10 minutes de lecture

Alex regarde un peu partout d’un air décontracté. Ses yeux finissent néanmoins par se poser sur moi, et, comme toujours, j’ai l’impression que ma peau me brûle. Il s’avance vers moi, un sourire qui n’annonce rien de bon aux lèvres, et s’arrête net à un pas de moi. Je peux presque sentir son odeur, mélange de cigarette et de dentifrice à la menthe.

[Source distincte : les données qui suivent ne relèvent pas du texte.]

//! Version-control backend used by the relocation workflow
//!
//! The workflow only talks to the repository through [`VcsBackend`], which
//! keeps it testable against a recording mock. [`GitCli`] is the real
//! implementation and shells out to `git`.

use anyhow::Result;
use async_trait::async_trait;
use std::path::PathBuf;

use super::config::{get_branch_user_config, UserConfig};
use super::operations;

/// Operations the relocation workflow needs from the repository
///
/// Query methods never mutate the working tree. Every other method maps onto
/// exactly one externally visible git operation.
#[async_trait]
pub trait VcsBackend: Send + Sync {
    /// Whether the backend points at a valid working tree
    async fn is_inside_work_tree(&self) -> bool;

    /// Name of the checked-out branch, None on a detached HEAD
    async fn current_branch(&self) -> Option<String>;

    /// Whether tracked files have staged or unstaged changes
    async fn is_tree_dirty(&self) -> Result<bool>;

    /// User identity configured for commits on `branch`
    async fn configured_identity(&self, branch: &str) -> UserConfig;

    /// Whether a remote with this name exists
    async fn has_remote(&self, remote: &str) -> Result<bool>;

    async fn stash(&self, message: &str) -> Result<()>;

    async fn stash_apply(&self) -> Result<()>;

    async fn stash_drop(&self) -> Result<()>;

    async fn checkout(&self, branch: &str) -> Result<()>;

    async fn pull(&self, remote: &str, branch: &str) -> Result<()>;

    /// Stages `paths`, or everything when the slice is empty
    async fn add(&self, paths: &[String]) -> Result<()>;

    async fn commit(&self, author: Option<&str>, message: Option<&str>) -> Result<()>;

    async fn push(&self, remote: &str, branch: &str) -> Result<()>;

    /// Unstages everything, discards changes to tracked files and removes
    /// files the latest stash entry added that are not tracked
    async fn reset_and_restore(&self) -> Result<()>;

    async fn rebase(&self, onto: &str) -> Result<()>;
}

/// Backend that runs the `git` executable inside a directory
#[derive(Clone, Debug)]
pub struct GitCli {
    path: PathBuf,
}

impl GitCli {
    pub fn new(path: impl Into<PathBuf>) -> Self {
        Self { path: path.into() }
    }
}

#[async_trait]
impl VcsBackend for GitCli {
    async fn is_inside_work_tree(&self) -> bool {
        operations::is_inside_work_tree(&self.path).await
    }

    async fn current_branch(&self) -> Option<String> {
        operations::get_current_branch(&self.path).await
    }

    async fn is_tree_dirty(&self) -> Result<bool> {
        operations::has_pending_changes(&self.path).await
    }

    async fn configured_identity(&self, branch: &str) -> UserConfig {
        get_branch_user_config(&self.path, branch).await
    }

    async fn has_remote(&self, remote: &str) -> Result<bool> {
        operations::remote_exists(&self.path, remote).await
    }

    async fn stash(&self, message: &str) -> Result<()> {
        operations::stash_push(&self.path, message).await
    }

    async fn stash_apply(&self) -> Result<()> {
        operations::stash_apply(&self.path).await
    }

    async fn stash_drop(&self) -> Result<()> {
        operations::stash_drop(&self.path).await
    }

    async fn checkout(&self, branch: &str) -> Result<()> {
        operations::checkout_branch(&self.path, branch).await
    }

    async fn pull(&self, remote: &str, branch: &str) -> Result<()> {
        operations::pull_branch(&self.path, remote, branch).await
    }

    async fn add(&self, paths: &[String]) -> Result<()> {
        operations::stage_paths(&self.path, paths).await
    }

    async fn commit(&self, author: Option<&str>, message: Option<&str>) -> Result<()> {
        operations::commit_changes(&self.path, author, message).await
    }

    async fn push(&self, remote: &str, branch: &str) -> Result<()> {
        operations::push_branch(&self.path, remote, branch).await
    }

    async fn reset_and_restore(&self) -> Result<()> {
        operations::reset_and_restore(&self.path).await
    }

    async fn rebase(&self, onto: &str) -> Result<()> {
        operations::rebase_onto(&self.path, onto).await
    }
}
impl<'a> RelocationWorkflow<'a> {
    pub fn new(backend: &'a dyn VcsBackend, config: &'a RelocateConfig) -> Self {
        Self {
            backend,
            config,
            state: WorkflowState::Init,
            original_branch: String::new(),
            author: None,
            stash_created: false,
            stash_dropped: false,
            diagnostics: Vec::new(),
        }
    }

    pub fn state(&self) -> WorkflowState {
        self.state
    }

    /// Runs every step in order and reports how far it got
    ///
    /// Never panics on backend failures and never exits the process; the
    /// caller maps the returned status to an exit code.
    pub async fn run(mut self) -> WorkflowOutcome {
        if let Err(abort) = self.check_preconditions().await {
            return self.abort(abort, None);
        }

        while !self.state.is_terminal() {
            match self.step().await {
                Ok(next) => {
                    tracing::debug!(from = %self.state, to = %next, "transition");
                    self.state = next;
                }
                Err(abort) => {
                    let failed_from = Some(self.state);
                    return self.abort(abort, failed_from);
                }
            }
        }

        self.finish()
    }

    async fn step(&mut self) -> StepResult {
        match self.state {
            WorkflowState::Init => self.stash_changes().await,
            WorkflowState::Stashed => self.checkout_upstream().await,
            WorkflowState::OnUpstream => self.apply_on_upstream().await,
            WorkflowState::Applied => self.commit_changes().await,
            WorkflowState::Committed => self.push_changes().await,
            WorkflowState::Pushed => self.return_to_local().await,
            WorkflowState::BackOnLocal => self.rebase_local().await,
            WorkflowState::Rebased => self.restore_and_clear().await,
            WorkflowState::Done | WorkflowState::Aborted => Ok(self.state),
        }
    }

    /// Read-only checks; nothing may be mutated before they pass
    async fn check_preconditions(&mut self) -> Result<(), Abort> {
        let config = self.config;

        if !self.backend.is_inside_work_tree().await {
            return Err(Abort::new(
                ExitStatus::BranchError,
                "You must be inside a git repository to run tele-scope",
            ));
        }

        let branch = self.backend.current_branch().await.ok_or_else(|| {
            Abort::new(
                ExitStatus::BranchError,
                "Could not determine the current branch (detached HEAD?)",
            )
        })?;
        if branch == config.upstream_branch {
            return Err(Abort::new(
                ExitStatus::BranchError,
                format!(
                    "Already on upstream branch '{branch}'; run tele-scope from the branch holding your changes"
                ),
            ));
        }
        self.original_branch = branch;

        match self.backend.is_tree_dirty().await {
            Ok(true) => {}
            Ok(false) => {
                return Err(Abort::new(ExitStatus::StashError, "No local changes to save"));
            }
            Err(e) => {
                return Err(Abort::new(
                    ExitStatus::StashError,
                    format!("Could not inspect the working tree: {e:#}"),
                ));
            }
        }

        if let Some(remote) = config.push_remote() {
            match self.backend.has_remote(remote).await {
                Ok(true) => {}
                Ok(false) => {
                    return Err(Abort::new(
                        ExitStatus::RemoteError,
                        format!(
                            "No remote '{remote}' found. To run without pushing, use \"-r --\""
                        ),
                    ));
                }
                Err(e) => {
                    return Err(Abort::new(
                        ExitStatus::RemoteError,
                        format!("Could not list remotes: {e:#}"),
                    ));
                }
            }
        }

        Ok(())
    }

    // Step 1
    async fn stash_changes(&mut self) -> StepResult {
        tracing::info!(branch = %self.original_branch, "stashing pending changes");

        let message = format!("{STASH_MESSAGE_PREFIX} {}", self.original_branch);
        self.backend.stash(&message).await.map_err(|e| {
            Abort::new(ExitStatus::StashError, format!("Could not stash changes: {e:#}"))
        })?;

        self.stash_created = true;
        self.note(format!("Stashed pending changes on {}", self.original_branch));
        Ok(WorkflowState::Stashed)
    }

    // Step 2
    async fn checkout_upstream(&mut self) -> StepResult {
        let config = self.config;
        let upstream = &config.upstream_branch;
        tracing::info!(%upstream, "checking out upstream branch");

        let failure = match self.backend.checkout(upstream).await {
            Ok(()) => match self.backend.current_branch().await {
                Some(branch) if branch == *upstream => None,
                Some(branch) => Some(format!(
                    "Expected to be on '{upstream}' after checkout, but '{branch}' is checked out"
                )),
                None => Some(format!(
                    "Expected to be on '{upstream}' after checkout, but HEAD is detached"
                )),
            },
            Err(e) => Some(format!("Could not check out '{upstream}': {e:#}")),
        };

        if let Some(message) = failure {
            // The stash is not re-applied: the checked-out branch is unknown.
            if let Err(e) = self.backend.checkout(&self.original_branch).await {
                tracing::warn!(
                    branch = %self.original_branch,
                    error = %e,
                    "could not return to original branch"
                );
            }
            return Err(Abort::new(ExitStatus::BranchError, message));
        }

        Ok(WorkflowState::OnUpstream)
    }

    // Steps 3 to 5
    async fn apply_on_upstream(&mut self) -> StepResult {
        let config = self.config;

        let author = self.resolve_author().await;
        tracing::info!(%author, "resolved commit author");
        self.author = Some(author);

        if config.pull {
            if let Some(remote) = config.push_remote() {
                tracing::info!(
                    %remote,
                    branch = %config.upstream_branch,
                    "pulling upstream branch"
                );
                self.backend
                    .pull(remote, &config.upstream_branch)
                    .await
                    .map_err(|e| {
                        Abort::new(
                            ExitStatus::RemoteError,
                            format!("Problem with pull from {remote}: {e:#}"),
                        )
                    })?;
                self.note(format!("Pulled {} from {remote}", config.upstream_branch));
            }
        }

        self.backend.stash_apply().await.map_err(|e| {
            Abort::new(
                ExitStatus::StashError,
                format!(
                    "Could not apply the stash on '{}': {e:#}",
                    config.upstream_branch
                ),
            )
        })?;

        Ok(WorkflowState::Applied)
    }

    /// Explicit values win, then the upstream branch's identity, then the local one
    async fn resolve_author(&mut self) -> AuthorDescriptor {
        let config = self.config;

        let backend = self.backend;

        let mut identity = UserConfig::new(config.user.clone(), config.email.clone());
        if !identity.is_complete() {
            let upstream = backend.configured_identity(&config.upstream_branch).await;
            identity = identity.or(upstream);
        }
        if !identity.is_complete() {
            let local = backend.configured_identity(&self.original_branch).await;
            identity = identity.or(local);
        }

        let (author, warnings) = AuthorDescriptor::resolve(&identity);
        for warning in warnings {
            self.warn(warning);
        }
        author
    }

    // Steps 6 and 7
    async fn commit_changes(&mut self) -> StepResult {
        let config = self.config;
        let upstream = &config.upstream_branch;

        self.backend.add(&config.paths).await.map_err(|e| {
            Abort::new(ExitStatus::CommitError, format!("Could not stage changes: {e:#}"))
        })?;

        let author_arg = self.author.as_ref().and_then(AuthorDescriptor::to_author_arg);
        tracing::info!(%upstream, author = ?author_arg, "committing");
        self.backend
            .commit(author_arg.as_deref(), config.message.as_deref())
            .await
            .map_err(|e| {
                Abort::new(
                    ExitStatus::CommitError,
                    format!("Commit on '{upstream}' failed: {e:#}"),
                )
            })?;

        self.note(format!("Committed changes to {upstream}"));
        Ok(WorkflowState::Committed)
    }

    // Step 8; a failed push is reported but does not stop the run
    async fn push_changes(&mut self) -> StepResult {
        let config = self.config;
        let upstream = &config.upstream_branch;

        match config.push_remote() {
            None => {
                self.note(format!("Pushing disabled; the commit stays local on {upstream}"));
            }
            Some(remote) => {
                tracing::info!(%remote, %upstream, "pushing");
                match self.backend.push(remote, upstream).await {
                    Ok(()) => self.note(format!("Pushed {upstream} to {remote}")),
                    Err(e) => self.warn(format!(
                        "Push of {upstream} to {remote} failed: {e:#}. The commit is local only; publish it with `git push {remote} {upstream}`"
                    )),
                }
            }
        }

        Ok(WorkflowState::Pushed)
    }

    // Steps 9 and 10
    async fn return_to_local(&mut self) -> StepResult {
        let config = self.config;
        let upstream = &config.upstream_branch;

        self.backend.reset_and_restore().await.map_err(|e| {
            Abort::new(
                ExitStatus::StashError,
                format!("Could not clean the working tree on '{upstream}': {e:#}"),
            )
        })?;

        tracing::info!(branch = %self.original_branch, "returning to original branch");
        self.backend
            .checkout(&self.original_branch)
            .await
            .map_err(|e| {
                Abort::new(
                    ExitStatus::BranchError,
                    format!("Could not check out '{}': {e:#}", self.original_branch),
                )
            })?;

        match self.backend.current_branch().await {
            Some(branch) if branch == self.original_branch => Ok(WorkflowState::BackOnLocal),
            other => Err(Abort::new(
                ExitStatus::BranchError,
                format!(
                    "Expected to be back on '{}', but {} is checked out",
                    self.original_branch,
                    other.map_or_else(|| "a detached HEAD".to_string(), |b| format!("'{b}'"))
                ),
            )),
        }
    }

    // Step 11
    async fn rebase_local(&mut self) -> StepResult {
        let config = self.config;
        let upstream = &config.upstream_branch;

        if config.no_rebase {
            self.note("--norebase option set, skipping rebase");
            return Ok(WorkflowState::Rebased);
        }

        tracing::info!(branch = %self.original_branch, %upstream, "rebasing");
        self.backend.rebase(upstream).await.map_err(|e| {
            Abort::new(
                ExitStatus::ConflictsError,
                format!(
                    "Problem in rebase of '{}' onto '{upstream}': {e:#}. Resolve the conflicts and run `git rebase --continue`, or `git rebase --abort`",
                    self.original_branch
                ),
            )
        })?;

        self.note(format!("Rebased {} onto {upstream}", self.original_branch));
        Ok(WorkflowState::Rebased)
    }

    // Steps 12 and 13; the only place the stash may be dropped
    async fn restore_and_clear(&mut self) -> StepResult {
        if self.config.is_path_scoped() {
            self.backend.stash_apply().await.map_err(|e| {
                Abort::new(
                    ExitStatus::StashError,
                    format!(
                        "Could not re-apply the remaining changes on '{}': {e:#}",
                        self.original_branch
                    ),
                )
            })?;
            self.note(format!("Re-applied remaining changes on {}", self.original_branch));
        }

        if self.config.no_clear {
            self.note("--noclear option set, keeping stash");
            return Ok(WorkflowState::Done);
        }

        match self.backend.stash_drop().await {
            Ok(()) => {
                self.stash_dropped = true;
                self.note("Dropped the stash");
            }
            Err(e) => self.warn(format!(
                "Could not drop the stash: {e:#}. Remove it with `git stash drop` once you have checked it"
            )),
        }

        Ok(WorkflowState::Done)
    }

    fn note(&mut self, message: impl Into<String>) {
        let message = message.into();
        tracing::info!("{message}");
        self.diagnostics.push(Diagnostic::info(message));
    }

    fn warn(&mut self, message: impl Into<String>) {
        let message = message.into();
        tracing::warn!("{message}");
        self.diagnostics.push(Diagnostic::warning(message));
    }

    /// `failed_from` is None when the preconditions failed
    fn abort(mut self, abort: Abort, failed_from: Option<WorkflowState>) -> WorkflowOutcome {
        tracing::error!(
            status = abort.status.text(),
            step = failed_from.map_or("preconditions", |state| state.next_step()),
            "{}",
            abort.message
        );
        self.diagnostics.push(Diagnostic::error(abort.message));

        if self.stash_created {
            self.diagnostics.push(Diagnostic::warning(STASH_KEPT_MESSAGE));
        } else {
            self.diagnostics.push(Diagnostic::info(NOTHING_CHANGED_MESSAGE));
        }

        WorkflowOutcome {
            status: abort.status,
            state: WorkflowState::Aborted,
            failed_from,
            stash_retained: self.stash_created,
            diagnostics: self.diagnostics,
        }
    }

    fn finish(self) -> WorkflowOutcome {
        WorkflowOutcome {
            status: ExitStatus::Success,
            state: WorkflowState::Done,
            failed_from: None,
            stash_retained: self.stash_created && !self.stash_dropped,
            diagnostics: self.diagnostics,
        }
    }
}
//! Result of a relocation run

use super::state::WorkflowState;
use super::status::ExitStatus;

/// Severity of a diagnostic line
#[derive(Clone, Copy, Debug, PartialEq, Eq)]
pub enum Level {
    Info,
    Warning,
    Error,
}

impl Level {
    /// Returns the emoji symbol for this level
    pub fn symbol(&self) -> &str {
        match self {
            Level::Info => "🟢",
            Level::Warning => "🟡",
            Level::Error => "🔴",
        }
    }
}

/// A human-readable message produced during a run
#[derive(Clone, Debug, PartialEq, Eq)]
pub struct Diagnostic {
    pub level: Level,
    pub message: String,
}

impl Diagnostic {
    pub fn info(message: impl Into<String>) -> Self {
        Self {
            level: Level::Info,
            message: message.into(),
        }
    }

    pub fn warning(message: impl Into<String>) -> Self {
        Self {
            level: Level::Warning,
            message: message.into(),
        }
    }

    pub fn error(message: impl Into<String>) -> Self {
        Self {
            level: Level::Error,
            message: message.into(),
        }
    }
}

/// Terminal result of a relocation run
#[derive(Clone, Debug)]
pub struct WorkflowOutcome {
    pub status: ExitStatus,
    /// Last state reached; `Aborted` when a step failed
    pub state: WorkflowState,
    /// State the run was in when it aborted, None when preconditions failed
    pub failed_from: Option<WorkflowState>,
    /// Whether the stash entry created by this run still exists
    pub stash_retained: bool,
    pub diagnostics: Vec<Diagnostic>,
}

impl WorkflowOutcome {
    pub fn exit_code(&self) -> u8 {
        self.status.code()
    }

    pub fn is_success(&self) -> bool {
        self.status.is_success()
    }

    pub fn warnings(&self) -> impl Iterator<Item = &Diagnostic> {
        self.diagnostics.iter().filter(|d| d.level == Level::Warning)
    }

    pub fn errors(&self) -> impl Iterator<Item = &Diagnostic> {
        self.diagnostics.iter().filter(|d| d.level == Level::Error)
    }

    /// Whether any diagnostic contains `needle`
    pub fn mentions(&self, needle: &str) -> bool {
        self.diagnostics.iter().any(|d| d.message.contains(needle))
    }
}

— Alors, bien dormi, fillette ?

Il a décidé, depuis maintenant un mois, que j’étais son nouveau joujou, et ne cesse de me tourner autour en me lançant des piques. Je n’y prête pas attention, et je me suis même entraînée avec Emma à le rembarrer. Notre petit jeu commence à être bien rodé, autant de mon côté que du sien.

— Bonjour Alex. Je vais bien, et toi, comment vas-tu ?

— Pfff, comme un lundi… mal, quoi. Qu’est-ce que tu fais toute seule à cette heure-ci ?

— Rien, mentis-je, car je sais qu’il va se foutre de moi avec mes dessins. Et toi ? On ne peut pas dire que tu sois du matin. Enfin, on pourrait même dire que tu n’es pas de la journée tout court, mais bon…

— Ouche ! Touché en plein cœur !

Il pose sa main sur son torse et me fait une grimace de souffrance. Je soupire, excédée, et me lève, ne supportant qu’à moitié son sarcasme si tôt le matin.

— Oh, mais tu vas pas me faire la gueule, en plus ! Tu devrais être honorée que je te parle, toutes les filles du bahut crèveraient d’être à ta place.

— Si tu le dis.

Je saisis mon sac sous le banc et pars vers chez Emma. Il est 6 h 30 passées, je peux sans doute prendre un petit déjeuner chez elle.

— Décidément, t’es pas marrante comme meuf. Super coincée, je dirais même.

Je fais volte-face pour lui jeter un regard noir.

Décidément, il me met dans tous mes états. J’ai beau râler, dire qu’il m’agace, qu’il m’horripile, que c’est un emmerdeur doublé d’une mauvaise langue… au fond de moi, je suis heureuse. Heureuse, parce que j’ai compris depuis bien longtemps qu’Alex n’est infect qu’avec les personnes qu’il apprécie un minimum. Cette constatation me fait sourire malgré moi. Il n’y a pas le moindre doute : je craque complètement sur lui.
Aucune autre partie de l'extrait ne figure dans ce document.